In The Language Myth, Evans reviews and illustrates these ideas, and in so doing challenges the school of Anglo-American linguistics that argues that language is innate and unique to humans. Such claims, famously made by Noam Chomsky in the 1950s and known worldwide to students of linguistics (and indeed to the general public through popular books), have indoctrinated us into believing that language is a human instinct – the work of nature, not nurture.
There have been countless well-rehearsed arguments put forward to support these “nativist” claims. For example: we don’t teach language to our children; it just happens, with ease, because humans are preprogrammed with a Universal Grammar that constrains what we do with language. Or: language is unique to humans; while animals communicate, they lack a sophisticated system like ours, and somewhere along the evolutionary path we separated from our neighbours and acquired this unique language system. For decades this “instinct” account was accepted, but it has been challenged in recent years, within cognitive linguistics particularly and nowhere better than in this book.
Taking an interdisciplinary perspective, Evans debunks the notion of language instinct, and systematically argues that language emerges from use supported by general mental skills and abilities that, following Michael Tomasello, he terms “species-specific cultural intelligence”. He then presents his own “language as use” thesis, and over six chapters dissects statements associated with the instinct approach (such as “language is universal” or “language is modular”) and instead offers, drawing on current evidence-based research, a plausible alternative account of the nature and structure of language.

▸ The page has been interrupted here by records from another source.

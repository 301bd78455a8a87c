//! Request body extraction.
//!
//! axum's own `Json` extractor answers malformed bodies with plain-text
//! rejections; the API must instead answer `{"error": "Not a JSON"}`.

use axum::body::Bytes;
use axum::extract::{FromRequest, Request};
use axum::http::HeaderMap;
use axum::http::header::CONTENT_TYPE;
use serde_json::Value;

use hbnb_domain::error::ValidationError;

use crate::error::ApiError;

/// A request body that declared itself as JSON and parsed as JSON.
///
/// Whether it is an *object* is left to the service.
pub struct JsonBody(pub Value);

impl<S: Send + Sync> FromRequest<S> for JsonBody {
    type Rejection = ApiError;

    async fn from_request(req: Request, state: &S) -> Result<Self, Self::Rejection> {
        if !has_json_content_type(req.headers()) {
            return Err(ValidationError::NotAJson.into());
        }

        let bytes = Bytes::from_request(req, state)
            .await
            .map_err(|_| ValidationError::NotAJson)?;

        serde_json::from_slice(&bytes)
            .map(Self)
            .map_err(|_| ValidationError::NotAJson.into())
    }
}

/// `application/json` or any `application/*+json`, parameters ignored.
fn has_json_content_type(headers: &HeaderMap) -> bool {
    let Some(mime) = headers
        .get(CONTENT_TYPE)
        .and_then(|value| value.to_str().ok())
        .and_then(|value| value.split(';').next())
    else {
        return false;
    };

    let mime = mime.trim().to_ascii_lowercase();
    mime == "application/json" || (mime.starts_with("application/") && mime.ends_with("+json"))
}
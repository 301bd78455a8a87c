//! Service status and per-kind record counts.

use std::collections::BTreeMap;

use axum::Json;
use axum::extract::State;
use serde::Serialize;

use hbnb_app::ports::Storage;

use crate::error::ApiError;
use crate::state::AppState;

/// Body of `GET /api/v1/status`.
#[derive(Serialize)]
pub struct Status {
    pub status: &'static str,
}

/// `GET /api/v1/status`, always `{"status": "OK"}`. Never touches storage.
pub async fn status() -> Json<Status> {
    Json(Status { status: "OK" })
}

/// `GET /api/v1/stats`: number of stored records keyed by table name.
pub async fn stats<S>(
    State(state): State<AppState<S>>,
) -> Result<Json<BTreeMap<&'static str, u64>>, ApiError>
where
    S: Storage + Send + Sync + 'static,
{
    let counts = state
        .records
        .stats()
        .await?
        .into_iter()
        .map(|(kind, count)| (kind.table(), count))
        .collect();
    Ok(Json(counts))
}
//! # hbnb-domain
//!
//! Pure domain model for the hbnb listing API.
//!
//! ## Responsibilities
//! - Foundational types: typed identifiers, error conventions, timestamps
//! - Define **Kinds** (State, City, User, Place, Review, Amenity) and their
//!   table mapping
//! - Define **Records** (one stored object of any kind, with free-form attributes)
//! - Declare each kind's **Schema**: required fields, immutable fields,
//!   parent link and foreign-key references
//!
//! ## Dependency rule
//! This crate has **no internal dependencies**.
//! It must never import anything from `app`, adapters, or external IO crates.
//! All IO boundaries are expressed as traits in the `app` crate (ports).

pub mod error;
pub mod id;
pub mod time;

pub mod kind;
pub mod record;
pub mod schema;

He argues that language is achieved by use, children learn it from their environment, animals communicate according to their needs, language is too diverse to be governed by universal principles and so forth.
Evans achieves his intention of offering a reasonably accessible overview of the way language really works. While The Language Myth lacks original research, it ably pulls together work from other scholars to build up a convincing explanation of language that contrasts with the instinct approach, which is really a position of faith unsubstantiated by research findings. As a scholar trained in Chomskyan linguistics, at every page turn I tried to come up with a “what about?” question, but in each case Evans offers an explanation and a summary of relevant research to support his stance. His arguments are dealt with clearly and systematically, in an accessible style. In each chapter there are nice examples to support his “language as use” thesis, with study after study diluting the nature claims and furthering those for nurture.
The general reader can read this book from cover to cover and learn a great deal about language that challenges the established traditions. Equally, the more experienced reader will benefit from the alternative perspective it offers, and from the comprehensive reference lists to support the arguments that Evans makes.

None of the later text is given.